Functions with deduced return type in device code, cuda 8.5

Functions with deduced return type is a new feature in C++14. I noticed that it is supported in CUDA 8.5 because the documentation is updated.
But I haven’t found any url of CUDA 8.5 to download.
Is there anybody could tell me when or where I can download the CUDA toolkit 8.5? I really need this new feature.

CUDA 8.5 was never released. However CUDA 9 is on the way. It should be available in release candidate form in the next month or 2.

That’s wired, the documentation has already been released but the toolkit has not been available to download.

The documentation you linked is the CUDA 8 docs. If you look at the top of the file/doc carefully, this will be evident.

The references to CUDA 8.5 in that doc were something that slipped through the review system when CUDA 8 was released, i.e. a typo effectively.

Those are not CUDA 8.5 docs. As I stated already, CUDA 8.5 was never released.

To be fair, I’m not a fan of deduced return types in the first place :P

They’re cool for like two-line lambdas but after enough JavaScript, I never want to have to read a function to figure out what it returns ever again.

Function signatures are the one place where I really don’t use the almost always auto idiom. Having concrete types for your parameters and return type are critical for understanding a function at a glance.

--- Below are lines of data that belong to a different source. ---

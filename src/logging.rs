//! Log output setup for binaries embedding taskchain.

use tracing_subscriber::EnvFilter;

use crate::config::LoggingConfig;
use crate::error::{Error, Result};

/// Installs a global `tracing` subscriber.
///
/// `RUST_LOG` takes precedence over [`LoggingConfig::level`].
///
/// # Errors
///
/// Returns [`Error::Config`] if the level is not a valid filter directive or
/// a global subscriber is already installed.
pub fn init(config: &LoggingConfig) -> Result<()> {
    let filter = match EnvFilter::try_from_default_env() {
        Ok(filter) => filter,
        Err(_) => EnvFilter::try_new(&config.level)
            .map_err(|e| Error::config(format!("invalid log level '{}': {e}", config.level)))?,
    };

    let builder = tracing_subscriber::fmt()
        .with_env_filter(filter)
        .with_target(false);

    let installed = if config.pretty {
        builder.pretty().try_init()
    } else {
        builder.compact().try_init()
    };
    installed.map_err(|e| Error::config(format!("failed to install subscriber: {e}")))
}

At present, I must use deduced return types. Because I’m working on the template and I need to implement a function wrapper. The return type of the function wrapper is determined by the function parameter. However, if I want to implement it in C++11, I need to using things like std::result_of and std::forward but CUDA does not support STL. It makes me don’t know how to deal with this problem at the moment.

Huh, I think you can forward in device functions. I think it’s literally just a cast.

Can you post some code?

If it is possible, I want to implement these codes in device.

template <typename F, typename ...Args>
typename std::result_of<F &&(Args &&...)>::type wrapper(F && f, Args &&... args)
    return std::forward<F>(f)(std::forward<Args>(args)...);

Actually, this code works fine for me:

// I'm on Windows so you might need to add -std=c++11
// nvcc -gencode arch=compute_61,code=sm_61 -o deduced
#include <stdio.h>

#include <type_traits>
#include <utility>

template <typename F, typename ...Args>
auto test(F&& f, Args&&... args) 
  -> typename std::result_of<F&&(Args&&...)>::type
  return std::forward<F>(f)(std::forward<Args>(args)...);

void proof(void)
  auto const f = [](int const x, int const y) -> int
    return x + y + 3;

  printf("%d\n", test(f, 1, 2));

int main(void)
  proof<<<1, 1>>>();
  return 0;

Oh, thank you very much, it works really fine. I thought that the STL is not supported in device codes and I have never tried it before. Thank you for teaching me that practice is the most important.

Btw, it’s been pointed out to me that the above code is technically broken.

Do not attempt to pass in a pointer to a member function or a piece of member data that’s callable as the above code is broken in that instance. You’d need to use std::invoke which is just a gigantic cluster of fudge.